Thank you, everyone, for the feedback on Research Your Subject. Terrifically helpful.
I didn’t know you were a librarian, Vicki. I am so lucky to have your brain on this. Great suggestions. I do have a bibliography, but will definitely add the credit into the body as hot links. I did that in my revision book, and you are right, it is the better way to go. I found a site with 50 plus commonly mistaken facts and will have fun replacing the ant with something more intriguing.
Todd, the audience is all writers of all levels from college up, and it is intended to be a general introduction with lots of helpful tips. It’s an ebook, free on Kindle Unlimited, and there will tons of links to more information so writers can did deeper when they need to. It is not intended to be a total reference on research at all, more of a guidebook. I have found a ton of examples to use for authors who have been sued. I personally had my own textbook plagiarized by another textbook author. Luckily I had a big publisher Cengage (Wadsworth at the time) to fight for me. That author never published another textbook.
Ana, thank you for the idea of providing examples at the end of the chapters.

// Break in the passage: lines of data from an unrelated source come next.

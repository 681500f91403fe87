//! Error types for the engine

use rust_decimal::Decimal;
use thiserror::Error;

use super::types::{MatchId, Outcome};

/// Result type alias using our EngineError
pub type Result<T> = std::result::Result<T, EngineError>;

/// Main error type for engine operations
#[derive(Error, Debug, Clone, PartialEq)]
pub enum EngineError {
    /// Non-numeric, empty, or below-minimum odds
    #[error("Invalid odds: {0}")]
    InvalidOdds(String),

    /// Zero, negative, or unparseable stake
    #[error("Invalid stake: {0}")]
    InvalidStake(String),

    /// Market shape cannot be priced (e.g. fewer than two outcomes)
    #[error("Invalid market: {0}")]
    InvalidMarket(String),

    /// The slip holds more than one selection for the same match
    #[error("Betslip contains multiple selections for match {match_id}")]
    SlipInvalid { match_id: MatchId },

    /// The user already holds a bet on this exact match and outcome
    #[error("A bet on {outcome} for match {match_id} has already been placed")]
    DuplicateExistingBet { match_id: MatchId, outcome: Outcome },

    /// Total stake exceeds the user's available funds
    #[error("Insufficient funds: stake {required} exceeds available {available}")]
    InsufficientFunds {
        required: Decimal,
        available: Decimal,
    },

    /// Funds deduction or persistence failed after local validation passed
    #[error("{0}")]
    ExternalFailure(String),

    /// Odds source (list fetch) errors
    #[error("Odds source error: {0}")]
    Source(String),

    /// Configuration errors
    #[error("Configuration error: {0}")]
    Configuration(String),
}

impl EngineError {
    /// Whether the user can recover without retrying an external call
    pub fn is_locally_recoverable(&self) -> bool {
        !matches!(self, EngineError::ExternalFailure(_) | EngineError::Source(_))
    }
}
//! Integration tests for the odds math: conversion, payouts, arbitrage and drops

use odds_engine::odds::{classify, compute_drop, BookmakerOdds, MovementObservation};
use odds_engine::{
    ArbitrageStakeDistributor, BettingCalculator, DecimalOdds, DropThreshold, MatchId,
    MovementDetector, OddsConverter, OddsFormat, OddsSnapshot, Outcome, RawOdds,
};
use rust_decimal::Decimal;
use rust_decimal_macros::dec;

fn odds(value: Decimal) -> DecimalOdds {
    DecimalOdds::new(value).unwrap()
}

#[test]
fn test_american_round_trip() {
    for value in [dec!(1.01), dec!(1.5), dec!(2.0), dec!(2.5), dec!(10.0)] {
        let american = OddsConverter::decimal_to_american(odds(value));
        let back = OddsConverter::american_to_decimal(american).unwrap();
        assert!((back.value() - value).abs() < dec!(0.000001));
    }
}

#[test_log::test]
fn test_sentinel_inputs_render_empty() {
    let placeholders: Vec<RawOdds> = vec![
        "".into(),
        "-".into(),
        "N/A".into(),
        "0".into(),
        "0.00".into(),
        "1.005".into(),
        f64::NAN.into(),
        0.5_f64.into(),
    ];

    for raw in &placeholders {
        for target in [OddsFormat::Decimal, OddsFormat::Moneyline, OddsFormat::Fractional] {
            assert_eq!(OddsConverter::format_raw(raw, None, target), "", "{:?}", raw);
        }
    }
}

#[test]
fn test_same_price_across_formats() {
    for raw in ["2.50", "+150", "3/2"] {
        let formatted = OddsConverter::format_raw(&RawOdds::from(raw), None, OddsFormat::Decimal);
        assert_eq!(formatted, "2.50", "{}", raw);
    }
}

#[test]
fn test_settlement_scenario() {
    let wager = BettingCalculator::calculate_return(dec!(10), dec!(2.5)).unwrap();
    assert_eq!(wager.total_return, dec!(25.0));
    assert_eq!(wager.profit, dec!(15.0));
}

#[test]
fn test_arbitrage_reference_market() {
    let arb = ArbitrageStakeDistributor::distribute(&[dec!(2.1), dec!(3.4), dec!(4.0)], dec!(100))
        .unwrap();

    let returns: Vec<Decimal> = arb
        .stake_per_outcome
        .iter()
        .zip(&arb.odds_per_outcome)
        .map(|(stake, odds)| *stake * odds.value())
        .collect();
    for value in &returns {
        assert!((*value - arb.guaranteed_return).abs() < dec!(0.0000001));
    }

    let inv_sum = Decimal::ONE / dec!(2.1) + Decimal::ONE / dec!(3.4) + Decimal::ONE / dec!(4.0);
    let expected = (Decimal::ONE / inv_sum - Decimal::ONE) * dec!(100);
    assert_eq!(arb.profit_percent.round_dp(2), expected.round_dp(2));
}

#[test]
fn test_arbitrage_serialized_field_set() {
    let arb = ArbitrageStakeDistributor::distribute(&[dec!(2.1), dec!(2.1)], dec!(50)).unwrap();
    let value = serde_json::to_value(&arb).unwrap();
    let mut fields: Vec<&str> = value.as_object().unwrap().keys().map(String::as_str).collect();
    fields.sort_unstable();
    assert_eq!(
        fields,
        vec![
            "guaranteed_return",
            "odds_per_outcome",
            "profit_percent",
            "stake_per_outcome",
            "total_stake"
        ]
    );
}

#[test]
fn test_arbitrage_from_bookmaker_board() {
    let price = |v: Decimal| DecimalOdds::checked(v);
    let board = vec![
        BookmakerOdds::new("north", vec![price(dec!(2.05)), price(dec!(3.9))]),
        BookmakerOdds::new("south", vec![price(dec!(1.95)), price(dec!(2.2))]),
    ];
    let (best, arb) = ArbitrageStakeDistributor::from_quotes(&board, 2, dec!(200)).unwrap();
    assert_eq!(best[0].bookmaker, "north");
    assert_eq!(best[1].bookmaker, "north");
    assert!(arb.is_sure_bet());
}

#[test]
fn test_drop_classification() {
    let drop = compute_drop(dec!(2.5), dec!(2.0)).unwrap();
    assert_eq!(drop, dec!(20.0));
    assert!(classify(drop, dec!(20)));
    assert!(!classify(drop, dec!(30)));
}

#[test]
fn test_detector_with_presets() {
    let observations: Vec<MovementObservation> = [
        ("a", dec!(2.5), dec!(2.0)),
        ("b", dec!(3.0), dec!(1.5)),
        ("c", dec!(1.8), dec!(2.4)),
    ]
    .into_iter()
    .map(|(id, previous, current)| MovementObservation {
        match_id: MatchId::from(id),
        outcome: Outcome::Away,
        teams: String::new(),
        league: String::new(),
        snapshot: OddsSnapshot::new(odds(previous), odds(current)),
    })
    .collect();

    let counts: Vec<usize> = [DropThreshold::TWENTY, DropThreshold::THIRTY, DropThreshold::FIFTY]
        .into_iter()
        .map(|threshold| MovementDetector::new(threshold).detect(&observations).len())
        .collect();
    assert_eq!(counts, vec![2, 1, 1]);
}
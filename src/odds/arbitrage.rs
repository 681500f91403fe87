use rust_decimal::{Decimal, RoundingStrategy};
use rust_decimal_macros::dec;
use serde::{Deserialize, Serialize};

use crate::common::errors::{EngineError, Result};
use crate::common::types::DecimalOdds;

/// Stake split across every outcome of a mutually exclusive market
///
/// This field set is also what remote sources return for pre-computed rows,
/// so both can be displayed interchangeably.
#[derive(Debug, Clone, PartialEq, Serialize, Deserialize)]
pub struct ArbitrageOpportunity {
    /// Best available odds per outcome
    pub odds_per_outcome: Vec<DecimalOdds>,
    pub total_stake: Decimal,
    /// Stake per outcome, same order as `odds_per_outcome`
    pub stake_per_outcome: Vec<Decimal>,
    /// Payout whichever outcome wins
    pub guaranteed_return: Decimal,
    /// Negative when the market carries a margin
    pub profit_percent: Decimal,
}

impl ArbitrageOpportunity {
    /// Sum of implied probabilities across outcomes
    pub fn inverse_probability_sum(&self) -> Decimal {
        self.odds_per_outcome
            .iter()
            .map(|odds| Decimal::ONE / odds.value())
            .sum()
    }

    /// True only when every outcome returns more than the total stake
    pub fn is_sure_bet(&self) -> bool {
        self.inverse_probability_sum() < Decimal::ONE
    }

    /// Money fields rounded for display
    pub fn rounded(&self, decimal_places: u32) -> Self {
        let round =
            |value: Decimal| value.round_dp_with_strategy(decimal_places, RoundingStrategy::MidpointAwayFromZero);

        Self {
            odds_per_outcome: self.odds_per_outcome.clone(),
            total_stake: round(self.total_stake),
            stake_per_outcome: self.stake_per_outcome.iter().copied().map(round).collect(),
            guaranteed_return: round(self.guaranteed_return),
            profit_percent: round(self.profit_percent),
        }
    }
}

/// Best price found for one outcome across bookmakers
#[derive(Debug, Clone, PartialEq, Eq, Serialize, Deserialize)]
pub struct BestPrice {
    pub bookmaker: String,
    pub odds: DecimalOdds,
}

/// One bookmaker's prices for a market, indexed by outcome
///
/// `None` marks an outcome the bookmaker does not price.
#[derive(Debug, Clone, PartialEq, Serialize, Deserialize)]
pub struct BookmakerOdds {
    pub bookmaker: String,
    pub odds: Vec<Option<DecimalOdds>>,
}

impl BookmakerOdds {
    pub fn new(bookmaker: impl Into<String>, odds: Vec<Option<DecimalOdds>>) -> Self {
        Self {
            bookmaker: bookmaker.into(),
            odds,
        }
    }
}

/// Guaranteed-return stake distribution for n-way markets
pub struct ArbitrageStakeDistributor;

impl ArbitrageStakeDistributor {
    /// Split `total_stake` so every outcome pays the same amount
    ///
    /// With `inv = Σ 1/o_i`, each outcome gets `T * (1/o_i) / inv` and pays
    /// `T / inv`. Works for any number of outcomes; the result is returned even
    /// when `inv >= 1`, check [`ArbitrageOpportunity::is_sure_bet`] before
    /// labelling it.
    pub fn distribute(odds: &[Decimal], total_stake: Decimal) -> Result<ArbitrageOpportunity> {
        if odds.len() < 2 {
            return Err(EngineError::InvalidMarket(format!(
                "need at least two outcomes, got {}",
                odds.len()
            )));
        }
        if total_stake <= Decimal::ZERO {
            return Err(EngineError::InvalidStake(format!(
                "total stake must be positive, got {}",
                total_stake
            )));
        }

        let odds_per_outcome = odds
            .iter()
            .map(|value| DecimalOdds::new(*value))
            .collect::<Result<Vec<_>>>()?;

        let inverse: Vec<Decimal> = odds_per_outcome
            .iter()
            .map(|odds| Decimal::ONE / odds.value())
            .collect();
        let inv_prob_sum: Decimal = inverse.iter().sum();

        let guaranteed_return = total_stake.checked_div(inv_prob_sum).ok_or_else(|| {
            EngineError::InvalidStake(format!("return on total stake {} does not fit", total_stake))
        })?;
        // Each share is at most `total_stake / inv_prob_sum`, which fits
        let stake_per_outcome = inverse
            .iter()
            .map(|inv| guaranteed_return * inv)
            .collect();

        Ok(ArbitrageOpportunity {
            odds_per_outcome,
            total_stake,
            stake_per_outcome,
            guaranteed_return,
            profit_percent: (Decimal::ONE / inv_prob_sum - Decimal::ONE) * dec!(100),
        })
    }

    /// Highest price per outcome across bookmakers
    ///
    /// Every bookmaker must list `outcomes` prices. Fails when some outcome has
    /// no price anywhere, since a partial market cannot be covered.
    pub fn best_odds(quotes: &[BookmakerOdds], outcomes: usize) -> Result<Vec<BestPrice>> {
        let mut best: Vec<Option<BestPrice>> = vec![None; outcomes];

        for quote in quotes {
            if quote.odds.len() != outcomes {
                return Err(EngineError::InvalidMarket(format!(
                    "{} lists {} prices for a {}-way market",
                    quote.bookmaker,
                    quote.odds.len(),
                    outcomes
                )));
            }
            for (slot, price) in best.iter_mut().zip(&quote.odds) {
                let Some(price) = price else { continue };
                if slot.as_ref().map_or(true, |current| *price > current.odds) {
                    *slot = Some(BestPrice {
                        bookmaker: quote.bookmaker.clone(),
                        odds: *price,
                    });
                }
            }
        }

        best.into_iter()
            .enumerate()
            .map(|(index, price)| {
                price.ok_or_else(|| {
                    EngineError::InvalidMarket(format!("no price for outcome {}", index))
                })
            })
            .collect()
    }

    /// Pick the best price per outcome, then distribute `total_stake`
    pub fn from_quotes(
        quotes: &[BookmakerOdds],
        outcomes: usize,
        total_stake: Decimal,
    ) -> Result<(Vec<BestPrice>, ArbitrageOpportunity)> {
        let best = Self::best_odds(quotes, outcomes)?;
        let odds: Vec<Decimal> = best.iter().map(|price| price.odds.value()).collect();
        let opportunity = Self::distribute(&odds, total_stake)?;
        Ok((best, opportunity))
    }
}

#[cfg(test)]
mod tests {
    use super::*;

    fn price(value: Decimal) -> Option<DecimalOdds> {
        DecimalOdds::checked(value)
    }

    fn assert_close(a: Decimal, b: Decimal) {
        assert!((a - b).abs() < dec!(0.000000001), "{} != {}", a, b);
    }

    #[test]
    fn test_three_way_equal_returns() {
        let arb = ArbitrageStakeDistributor::distribute(&[dec!(2.1), dec!(3.4), dec!(4.0)], dec!(100))
            .unwrap();

        for (stake, odds) in arb.stake_per_outcome.iter().zip(&arb.odds_per_outcome) {
            assert_close(*stake * odds.value(), arb.guaranteed_return);
        }
        let stake_sum: Decimal = arb.stake_per_outcome.iter().sum();
        assert_close(stake_sum, dec!(100));

        let expected = (Decimal::ONE / arb.inverse_probability_sum() - Decimal::ONE) * dec!(100);
        assert_eq!(arb.profit_percent.round_dp(2), expected.round_dp(2));
        assert_eq!(arb.profit_percent.round_dp(2), dec!(-1.99));
        assert!(!arb.is_sure_bet());
    }

    #[test]
    fn test_sure_bet_detected() {
        let arb = ArbitrageStakeDistributor::distribute(&[dec!(2.2), dec!(3.6), dec!(4.5)], dec!(100))
            .unwrap();
        assert!(arb.is_sure_bet());
        assert!(arb.profit_percent > Decimal::ZERO);
        assert_eq!(arb.rounded(2).guaranteed_return, dec!(104.76));
        assert_eq!(
            arb.rounded(2).stake_per_outcome,
            vec![dec!(47.62), dec!(29.10), dec!(23.28)]
        );
    }

    #[test]
    fn test_two_way_market() {
        let arb = ArbitrageStakeDistributor::distribute(&[dec!(2.1), dec!(2.1)], dec!(100)).unwrap();
        assert_close(arb.guaranteed_return, dec!(105));
        assert_close(arb.profit_percent, dec!(5));
        assert_close(arb.stake_per_outcome[0], dec!(50));
    }

    #[test]
    fn test_invalid_inputs_propagate() {
        assert!(matches!(
            ArbitrageStakeDistributor::distribute(&[dec!(2.1), dec!(1.0), dec!(4.0)], dec!(100)),
            Err(EngineError::InvalidOdds(_))
        ));
        assert!(matches!(
            ArbitrageStakeDistributor::distribute(&[dec!(2.1), dec!(3.4)], Decimal::ZERO),
            Err(EngineError::InvalidStake(_))
        ));
        assert!(matches!(
            ArbitrageStakeDistributor::distribute(&[dec!(2.1)], dec!(100)),
            Err(EngineError::InvalidMarket(_))
        ));
        assert!(matches!(
            ArbitrageStakeDistributor::distribute(&[dec!(2.2), dec!(3.6), dec!(4.5)], Decimal::MAX),
            Err(EngineError::InvalidStake(_))
        ));
    }

    #[test]
    fn test_best_odds_across_bookmakers() {
        let quotes = vec![
            BookmakerOdds::new("alpha", vec![price(dec!(2.2)), price(dec!(3.1)), price(dec!(4.0))]),
            BookmakerOdds::new("beta", vec![price(dec!(2.0)), price(dec!(3.6)), None]),
            BookmakerOdds::new("gamma", vec![price(dec!(1.9)), price(dec!(3.2)), price(dec!(4.5))]),
        ];

        let (best, arb) = ArbitrageStakeDistributor::from_quotes(&quotes, 3, dec!(100)).unwrap();
        let books: Vec<&str> = best.iter().map(|p| p.bookmaker.as_str()).collect();
        assert_eq!(books, vec!["alpha", "beta", "gamma"]);
        assert!(arb.is_sure_bet());
    }

    #[test]
    fn test_best_odds_requires_every_outcome() {
        let quotes = vec![BookmakerOdds::new("alpha", vec![price(dec!(2.2)), None])];
        assert!(ArbitrageStakeDistributor::best_odds(&quotes, 2).is_err());

        let short = vec![BookmakerOdds::new("alpha", vec![price(dec!(2.2))])];
        assert!(ArbitrageStakeDistributor::best_odds(&short, 2).is_err());
    }
}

Lisa, I love your running comments. Very helpful. I haven’t done an Autocrit on this yet so there will be a lot of repeated words. Though in a book like this there are sometimes limited ways to say something.
I realized I should have provided the blurb and the table of contents. So here it is.
BLURB (Subject to change – my publisher will rewrite it)
Research Your Subject and Validate Your Writing
Learn how to go beyond the browser search bar to find those essential tidbits of information that will make your writing stand out from the rest.
Table of Contents
Chapter 1 Is It True?
Chapter 2 Who’s the Expert?
Chapter 3 Is It Supported?
Chapter 4 Is It Organized?
Chapter 5 Is it Understandable?
Chapter 6 Is It Legal?
About the Author
I will resubmit this chapter after I revise it. Thank you again.